Collected data entries
//! LD2450 presence radar over a serial port
//!
//! Protocol (report mode, sensor pushes ~10 frames/s):
//! - Baud: 256000, 8N1
//! - Frame: 30 bytes = header `AA FF 03 00`, 3 x 8-byte target records, tail `55 CC`
//! - Record: x, y, speed, resolution as little-endian u16
//! - x, y, speed are sign-magnitude: bit 15 set = positive, low 15 bits = magnitude
//! - An all-zero record is an empty slot

use crate::domain::types::{RadarTarget, ReadOutcome, MAX_TARGETS};
use crate::infra::config::Config;
use crate::io::sensor::SensorLink;
use anyhow::Context;
use async_trait::async_trait;
use std::io::ErrorKind;
use std::time::Duration;
use tokio::io::AsyncReadExt;
use tokio::time::Instant;
use tokio_serial::SerialPortBuilderExt;
use tracing::{debug, info, trace, warn};

const FRAME_HEADER: [u8; 4] = [0xAA, 0xFF, 0x03, 0x00];
const FRAME_TAIL: [u8; 2] = [0x55, 0xCC];
const TARGET_RECORD_LEN: usize = 8;
const FRAME_LEN: usize = FRAME_HEADER.len() + MAX_TARGETS * TARGET_RECORD_LEN + FRAME_TAIL.len();

/// Cap on buffered bytes; anything older than a few frames is stale anyway
const MAX_BUFFERED: usize = FRAME_LEN * 8;

#[derive(Debug, Clone, Copy, PartialEq, Eq, thiserror::Error)]
pub enum FrameError {
    #[error("frame is {0} bytes, expected {expected}", expected = FRAME_LEN)]
    Length(usize),
    #[error("frame does not start with the report header")]
    Header,
    #[error("frame tail is {0:02X?}, expected 55 CC")]
    Tail([u8; 2]),
}

/// Decode a sign-magnitude coordinate
#[inline]
fn decode_signed(raw: u16) -> i16 {
    let magnitude = (raw & 0x7FFF) as i16;
    if raw & 0x8000 != 0 {
        magnitude
    } else {
        -magnitude
    }
}

fn decode_record(slot: usize, record: &[u8]) -> RadarTarget {
    let word = |i: usize| u16::from_le_bytes([record[i], record[i + 1]]);
    let (raw_x, raw_y, raw_speed, resolution) = (word(0), word(2), word(4), word(6));

    if raw_x == 0 && raw_y == 0 && raw_speed == 0 && resolution == 0 {
        return RadarTarget::empty(slot);
    }

    let x = decode_signed(raw_x);
    let y = decode_signed(raw_y);
    let distance = f64::from(x).hypot(f64::from(y)).round() as u16;

    RadarTarget { slot, x, y, speed: decode_signed(raw_speed), resolution, distance, valid: true }
}

/// Decode one complete report frame. Slots at or beyond `target_count` are reported empty.
pub fn decode_frame(
    frame: &[u8],
    target_count: usize,
) -> Result<[RadarTarget; MAX_TARGETS], FrameError> {
    if frame.len() != FRAME_LEN {
        return Err(FrameError::Length(frame.len()));
    }
    if frame[..FRAME_HEADER.len()] != FRAME_HEADER {
        return Err(FrameError::Header);
    }
    let tail = [frame[FRAME_LEN - 2], frame[FRAME_LEN - 1]];
    if tail != FRAME_TAIL {
        return Err(FrameError::Tail(tail));
    }

    let records = &frame[FRAME_HEADER.len()..FRAME_LEN - FRAME_TAIL.len()];
    Ok(std::array::from_fn(|slot| {
        if slot >= target_count {
            return RadarTarget::empty(slot);
        }
        let start = slot * TARGET_RECORD_LEN;
        decode_record(slot, &records[start..start + TARGET_RECORD_LEN])
    }))
}

pub struct Ld2450Link {
    device: String,
    baud: u32,
    read_timeout: Duration,
    target_count: usize,
    port: Option<tokio_serial::SerialStream>,
    /// Persistent read buffer; frames can arrive split across reads
    read_buffer: Vec<u8>,
    targets: [RadarTarget; MAX_TARGETS],
}

impl Ld2450Link {
    pub fn new(config: &Config) -> Self {
        Self {
            device: config.sensor_device().to_string(),
            baud: config.sensor_baud(),
            read_timeout: Duration::from_millis(config.read_timeout_ms()),
            target_count: config.target_count(),
            port: None,
            read_buffer: Vec::with_capacity(MAX_BUFFERED),
            targets: std::array::from_fn(RadarTarget::empty),
        }
    }

    /// Discard bytes before the next frame header.
    /// Keeps a possible partial header at the end of the buffer.
    fn synchronize_buffer(&mut self) {
        if self.read_buffer.starts_with(&FRAME_HEADER) {
            return;
        }

        match self.read_buffer.windows(FRAME_HEADER.len()).position(|w| w == FRAME_HEADER) {
            Some(start) => {
                trace!(discarded = start, "ld2450_sync_discarded_bytes");
                self.read_buffer.drain(..start);
            }
            None => {
                let keep = FRAME_HEADER.len() - 1;
                if self.read_buffer.len() > keep {
                    let discard = self.read_buffer.len() - keep;
                    trace!(discarded = discard, "ld2450_sync_no_header");
                    self.read_buffer.drain(..discard);
                }
            }
        }
    }

    /// Consume every complete frame in the buffer and return the newest valid one
    fn take_latest_frame(&mut self) -> Option<[RadarTarget; MAX_TARGETS]> {
        let mut latest = None;

        loop {
            self.synchronize_buffer();
            if self.read_buffer.len() < FRAME_LEN {
                break;
            }

            match decode_frame(&self.read_buffer[..FRAME_LEN], self.target_count) {
                Ok(targets) => {
                    self.read_buffer.drain(..FRAME_LEN);
                    latest = Some(targets);
                }
                Err(e) => {
                    debug!(
                        error = %e,
                        raw_bytes = %hex::encode_upper(&self.read_buffer[..FRAME_LEN]),
                        "ld2450_invalid_frame"
                    );
                    // Skip this header and resynchronise on the next one
                    self.read_buffer.drain(..1);
                }
            }
        }

        latest
    }

    fn store_frame(&mut self, targets: [RadarTarget; MAX_TARGETS]) -> ReadOutcome {
        self.targets = targets;
        ReadOutcome::Frame(targets.iter().filter(|t| t.valid).count())
    }

    /// Drop a broken port; the resilience supervisor reopens it
    fn close_port(&mut self) {
        self.port = None;
        self.read_buffer.clear();
    }
}

#[async_trait]
impl SensorLink for Ld2450Link {
    async fn begin(&mut self) -> anyhow::Result<()> {
        self.read_buffer.clear();
        let port = tokio_serial::new(&self.device, self.baud)
            .timeout(Duration::from_millis(100))
            .open_native_async()
            .with_context(|| format!("Failed to open sensor port {}", self.device))?;

        info!(device = %self.device, baud = %self.baud, targets = %self.target_count, "ld2450_port_opened");
        self.port = Some(port);
        Ok(())
    }

    async fn end(&mut self) {
        if self.port.is_some() {
            info!(device = %self.device, "ld2450_port_closed");
        }
        self.close_port();
    }

    fn set_number_of_targets(&mut self, count: usize) {
        self.target_count = count.clamp(1, MAX_TARGETS);
    }

    async fn read(&mut self) -> ReadOutcome {
        if let Some(targets) = self.take_latest_frame() {
            return self.store_frame(targets);
        }

        let deadline = Instant::now() + self.read_timeout;
        let mut temp_buf = [0u8; 128];

        // The port is polled at least once even when the deadline has passed
        let mut polled = false;
        loop {
            let remaining = deadline.saturating_duration_since(Instant::now());
            if remaining.is_zero() && polled {
                return ReadOutcome::NoData;
            }
            polled = true;
            let Some(port) = self.port.as_mut() else {
                return ReadOutcome::NoData;
            };

            match tokio::time::timeout(remaining, port.read(&mut temp_buf)).await {
                Ok(Ok(0)) => {
                    warn!(device = %self.device, "ld2450_port_eof");
                    self.close_port();
                    return ReadOutcome::NoData;
                }
                Ok(Ok(n)) => {
                    self.read_buffer.extend_from_slice(&temp_buf[..n]);
                    if self.read_buffer.len() > MAX_BUFFERED {
                        let excess = self.read_buffer.len() - MAX_BUFFERED;
                        self.read_buffer.drain(..excess);
                    }
                    if let Some(targets) = self.take_latest_frame() {
                        return self.store_frame(targets);
                    }
                }
                Ok(Err(e)) if e.kind() == ErrorKind::TimedOut => {}
                Ok(Err(e)) => {
                    warn!(device = %self.device, error = %e, "ld2450_read_error");
                    self.close_port();
                    return ReadOutcome::NoData;
                }
                Err(_) => return ReadOutcome::NoData,
            }
        }
    }

    fn target(&self, slot: usize) -> RadarTarget {
        self.targets.get(slot).copied().unwrap_or_else(|| RadarTarget::empty(slot))
    }

    fn supported_target_count(&self) -> usize {
        self.target_count
    }
}

#[cfg(test)]
mod tests {
    use super::*;

    fn encode_signed(value: i16) -> u16 {
        if value >= 0 {
            0x8000 | value as u16
        } else {
            value.unsigned_abs()
        }
    }

    fn record(x: i16, y: i16, speed: i16, resolution: u16) -> [u8; TARGET_RECORD_LEN] {
        let mut out = [0u8; TARGET_RECORD_LEN];
        out[0..2].copy_from_slice(&encode_signed(x).to_le_bytes());
        out[2..4].copy_from_slice(&encode_signed(y).to_le_bytes());
        out[4..6].copy_from_slice(&encode_signed(speed).to_le_bytes());
        out[6..8].copy_from_slice(&resolution.to_le_bytes());
        out
    }

    fn frame(records: [[u8; TARGET_RECORD_LEN]; MAX_TARGETS]) -> Vec<u8> {
        let mut out = FRAME_HEADER.to_vec();
        for r in records {
            out.extend_from_slice(&r);
        }
        out.extend_from_slice(&FRAME_TAIL);
        out
    }

    fn empty_record() -> [u8; TARGET_RECORD_LEN] {
        [0u8; TARGET_RECORD_LEN]
    }

    #[test]
    fn test_frame_len() {
        assert_eq!(FRAME_LEN, 30);
    }

    #[test]
    fn test_decode_signed_magnitude() {
        assert_eq!(decode_signed(0x8000 | 2000), 2000);
        assert_eq!(decode_signed(2000), -2000);
        assert_eq!(decode_signed(0), 0);
    }

    #[test]
    fn test_decode_frame_targets() {
        let bytes = frame([record(-782, 1713, -16, 360), empty_record(), record(100, 0, 0, 320)]);
        let targets = decode_frame(&bytes, 3).unwrap();

        assert!(targets[0].valid);
        assert_eq!(targets[0].x, -782);
        assert_eq!(targets[0].y, 1713);
        assert_eq!(targets[0].speed, -16);
        assert_eq!(targets[0].resolution, 360);
        assert_eq!(targets[0].distance, 1883);

        assert!(!targets[1].valid);
        assert_eq!(targets[1].slot, 1);

        assert!(targets[2].valid);
        assert_eq!(targets[2].distance, 100);
    }

    #[test]
    fn test_decode_frame_masks_slots_beyond_target_count() {
        let bytes = frame([record(1, 1, 0, 1), record(2, 2, 0, 1), record(3, 3, 0, 1)]);
        let targets = decode_frame(&bytes, 1).unwrap();
        assert!(targets[0].valid);
        assert!(!targets[1].valid);
        assert!(!targets[2].valid);
    }

    #[test]
    fn test_decode_frame_rejects_bad_tail() {
        let mut bytes = frame([empty_record(), empty_record(), empty_record()]);
        bytes[29] = 0x00;
        assert_eq!(decode_frame(&bytes, 3), Err(FrameError::Tail([0x55, 0x00])));
    }

    #[test]
    fn test_decode_frame_rejects_bad_length_and_header() {
        assert_eq!(decode_frame(&[0xAA; 10], 3), Err(FrameError::Length(10)));
        let mut bytes = frame([empty_record(), empty_record(), empty_record()]);
        bytes[0] = 0x00;
        assert_eq!(decode_frame(&bytes, 3), Err(FrameError::Header));
    }

    #[test]
    fn test_take_latest_frame_resyncs_after_garbage() {
        let mut link = Ld2450Link::new(&Config::default());
        link.read_buffer.extend_from_slice(&[0x01, 0x02, 0xAA, 0x13]);
        link.read_buffer.extend(frame([record(-2000, 2000, 0, 360), empty_record(), empty_record()]));

        let targets = link.take_latest_frame().unwrap();
        assert_eq!(targets[0].x, -2000);
        assert!(link.read_buffer.is_empty());
    }

    #[test]
    fn test_take_latest_frame_keeps_newest_and_partial_tail() {
        let mut link = Ld2450Link::new(&Config::default());
        link.read_buffer.extend(frame([record(10, 10, 0, 1), empty_record(), empty_record()]));
        link.read_buffer.extend(frame([record(20, 20, 0, 1), empty_record(), empty_record()]));
        let partial = frame([record(30, 30, 0, 1), empty_record(), empty_record()]);
        link.read_buffer.extend_from_slice(&partial[..12]);

        let targets = link.take_latest_frame().unwrap();
        assert_eq!(targets[0].x, 20);
        assert_eq!(link.read_buffer.len(), 12);

        link.read_buffer.extend_from_slice(&partial[12..]);
        assert_eq!(link.take_latest_frame().unwrap()[0].x, 30);
    }

    #[test]
    fn test_take_latest_frame_skips_corrupt_frame() {
        let mut link = Ld2450Link::new(&Config::default());
        let mut corrupt = frame([record(10, 10, 0, 1), empty_record(), empty_record()]);
        corrupt[29] = 0xFF;
        link.read_buffer.extend(corrupt);
        link.read_buffer.extend(frame([record(40, 40, 0, 1), empty_record(), empty_record()]));

        assert_eq!(link.take_latest_frame().unwrap()[0].x, 40);
    }

    #[test]
    fn test_partial_header_is_kept() {
        let mut link = Ld2450Link::new(&Config::default());
        link.read_buffer.extend_from_slice(&[0x10, 0x11, 0x12, 0x13, 0xAA, 0xFF, 0x03]);
        assert!(link.take_latest_frame().is_none());
        assert_eq!(link.read_buffer, vec![0xAA, 0xFF, 0x03]);
    }

    #[tokio::test]
    async fn test_read_without_port_is_no_data() {
        let mut link = Ld2450Link::new(&Config::default());
        assert_eq!(link.read().await, ReadOutcome::NoData);
    }

    #[test]
    fn test_store_frame_counts_valid_targets() {
        let mut link = Ld2450Link::new(&Config::default());
        let targets = decode_frame(
            &frame([record(1, 1, 0, 1), empty_record(), record(2, 2, 0, 1)]),
            3,
        )
        .unwrap();
        assert_eq!(link.store_frame(targets), ReadOutcome::Frame(2));
        assert!(link.target(2).valid);
        assert!(!link.target(7).valid);
        assert_eq!(link.target(7).slot, 7);
    }

    #[test]
    fn test_set_number_of_targets_clamps() {
        let mut link = Ld2450Link::new(&Config::default());
        link.set_number_of_targets(0);
        assert_eq!(link.supported_target_count(), 1);
        link.set_number_of_targets(10);
        assert_eq!(link.supported_target_count(), 3);
    }
}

• [Task prompt]: The required output is the set of lines from the first line of the data through the line that contains "const FRAME_LEN: usize", transcribed exactly.

• [Exercise answer]:
//! LD2450 presence radar over a serial port
//!
//! Protocol (report mode, sensor pushes ~10 frames/s):
//! - Baud: 256000, 8N1
//! - Frame: 30 bytes = header `AA FF 03 00`, 3 x 8-byte target records, tail `55 CC`
//! - Record: x, y, speed, resolution as little-endian u16
//! - x, y, speed are sign-magnitude: bit 15 set = positive, low 15 bits = magnitude
//! - An all-zero record is an empty slot

use crate::domain::types::{RadarTarget, ReadOutcome, MAX_TARGETS};
use crate::infra::config::Config;
use crate::io::sensor::SensorLink;
use anyhow::Context;
use async_trait::async_trait;
use std::io::ErrorKind;
use std::time::Duration;
use tokio::io::AsyncReadExt;
use tokio::time::Instant;
use tokio_serial::SerialPortBuilderExt;
use tracing::{debug, info, trace, warn};

const FRAME_HEADER: [u8; 4] = [0xAA, 0xFF, 0x03, 0x00];
const FRAME_TAIL: [u8; 2] = [0x55, 0xCC];
const TARGET_RECORD_LEN: usize = 8;
const FRAME_LEN: usize = FRAME_HEADER.len() + MAX_TARGETS * TARGET_RECORD_LEN + FRAME_TAIL.len();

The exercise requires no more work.